Stored items from a collection
»»

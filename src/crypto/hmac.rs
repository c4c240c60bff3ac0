// src/crypto/hmac.rs

//! HMAC-SHA2 selected by authentication secret length.
//!
//! The same [`MacState`] type serves both the running whole-message MAC and,
//! via a keyed template that is cloned per block, the truncated per-block tags.

use crate::aliases::{HmacSha224, HmacSha256, HmacSha384, HmacSha512};
use crate::consts::TAG_LEN;
use crate::error::CryptError;
use hmac::Mac;

/// SHA-2 width backing the HMAC. Chosen so the digest size equals the
/// authentication secret length.
#[derive(Debug, Clone, Copy, PartialEq, Eq, Hash)]
pub enum HashWidth {
    Sha224,
    Sha256,
    Sha384,
    Sha512,
}

impl HashWidth {
    /// Width for an authentication secret of `len` bytes, if valid.
    pub const fn from_secret_len(len: usize) -> Option<Self> {
        match len {
            28 => Some(HashWidth::Sha224),
            32 => Some(HashWidth::Sha256),
            48 => Some(HashWidth::Sha384),
            64 => Some(HashWidth::Sha512),
            _ => None,
        }
    }

    /// Digest length in bytes; also the whole-message MAC length.
    pub const fn output_len(self) -> usize {
        match self {
            HashWidth::Sha224 => 28,
            HashWidth::Sha256 => 32,
            HashWidth::Sha384 => 48,
            HashWidth::Sha512 => 64,
        }
    }
}

/// A keyed HMAC context of one of the four widths.
#[derive(Clone)]
pub enum MacState {
    Sha224(HmacSha224),
    Sha256(HmacSha256),
    Sha384(HmacSha384),
    Sha512(HmacSha512),
}

macro_rules! with_mac {
    ($state:expr, $mac:ident => $body:expr) => {
        match $state {
            MacState::Sha224($mac) => $body,
            MacState::Sha256($mac) => $body,
            MacState::Sha384($mac) => $body,
            MacState::Sha512($mac) => $body,
        }
    };
}

impl MacState {
    pub fn new(width: HashWidth, key: &[u8]) -> Result<Self, CryptError> {
        let state = match width {
            HashWidth::Sha224 => <HmacSha224 as Mac>::new_from_slice(key).map(MacState::Sha224),
            HashWidth::Sha256 => <HmacSha256 as Mac>::new_from_slice(key).map(MacState::Sha256),
            HashWidth::Sha384 => <HmacSha384 as Mac>::new_from_slice(key).map(MacState::Sha384),
            HashWidth::Sha512 => <HmacSha512 as Mac>::new_from_slice(key).map(MacState::Sha512),
        };
        state.map_err(|e| CryptError::Crypto(format!("HMAC key setup failed: {e}")))
    }

    /// Context whose width follows the secret's own length.
    pub fn for_secret(secret: &[u8]) -> Result<Self, CryptError> {
        let width = HashWidth::from_secret_len(secret.len()).ok_or(
            CryptError::InvalidKeyLength {
                secret: "authentication",
                len: secret.len(),
            },
        )?;
        Self::new(width, secret)
    }

    pub fn width(&self) -> HashWidth {
        match self {
            MacState::Sha224(_) => HashWidth::Sha224,
            MacState::Sha256(_) => HashWidth::Sha256,
            MacState::Sha384(_) => HashWidth::Sha384,
            MacState::Sha512(_) => HashWidth::Sha512,
        }
    }

    #[inline]
    pub fn update(&mut self, data: &[u8]) {
        with_mac!(self, mac => mac.update(data))
    }

    pub fn finalize(self) -> Vec<u8> {
        with_mac!(self, mac => mac.finalize().into_bytes().to_vec())
    }

    /// Constant-time comparison of the full digest against `tag`.
    pub fn verify(self, tag: &[u8]) -> bool {
        with_mac!(self, mac => mac.verify_slice(tag).is_ok())
    }

    /// Per-block tag: leading bytes of the HMAC of `block` alone.
    ///
    /// `self` must be a freshly keyed context; it is cloned, not consumed.
    pub fn block_tag(&self, block: &[u8]) -> [u8; TAG_LEN] {
        let mut fresh = self.clone();
        fresh.update(block);
        let digest = fresh.finalize();
        let mut tag = [0u8; TAG_LEN];
        tag.copy_from_slice(&digest[..TAG_LEN]);
        tag
    }

    /// Constant-time check of a per-block tag.
    pub fn verify_block_tag(&self, block: &[u8], tag: &[u8]) -> bool {
        let mut fresh = self.clone();
        fresh.update(block);
        with_mac!(fresh, mac => mac.verify_truncated_left(tag).is_ok())
    }
}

««

▶ _WHAT YOU NEED TO DO_
From the line containing "let digest = fresh.finalize();" through the last line of the entries above, print each line exactly as it stands.

▶ _EXERCISE ANSWER_
        let digest = fresh.finalize();
        let mut tag = [0u8; TAG_LEN];
        tag.copy_from_slice(&digest[..TAG_LEN]);
        tag
    }

    /// Constant-time check of a per-block tag.
    pub fn verify_block_tag(&self, block: &[u8], tag: &[u8]) -> bool {
        let mut fresh = self.clone();
        fresh.update(block);
        with_mac!(fresh, mac => mac.verify_truncated_left(tag).is_ok())
    }
}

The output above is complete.